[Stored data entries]

<<<<

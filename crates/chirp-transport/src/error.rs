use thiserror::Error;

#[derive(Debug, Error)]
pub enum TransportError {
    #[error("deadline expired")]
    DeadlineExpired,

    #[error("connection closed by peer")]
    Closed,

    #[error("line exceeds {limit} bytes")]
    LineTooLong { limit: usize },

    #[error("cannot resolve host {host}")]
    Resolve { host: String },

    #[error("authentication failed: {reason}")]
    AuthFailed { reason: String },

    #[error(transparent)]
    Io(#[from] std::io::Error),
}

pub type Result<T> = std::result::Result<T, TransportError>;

>>>>

* **BRIEF**: Return the full data, every line of it, with nothing altered.

* **YOUR SOLUTION**:
filename crates/chirp-transport/src/error.rs
use thiserror::Error;

#[derive(Debug, Error)]
pub enum TransportError {
    #[error("deadline expired")]
    DeadlineExpired,

    #[error("connection closed by peer")]
    Closed,

    #[error("line exceeds {limit} bytes")]
    LineTooLong { limit: usize },

    #[error("cannot resolve host {host}")]
    Resolve { host: String },

    #[error("authentication failed: {reason}")]
    AuthFailed { reason: String },

    #[error(transparent)]
    Io(#[from] std::io::Error),
}

pub type Result<T> = std::result::Result<T, TransportError>;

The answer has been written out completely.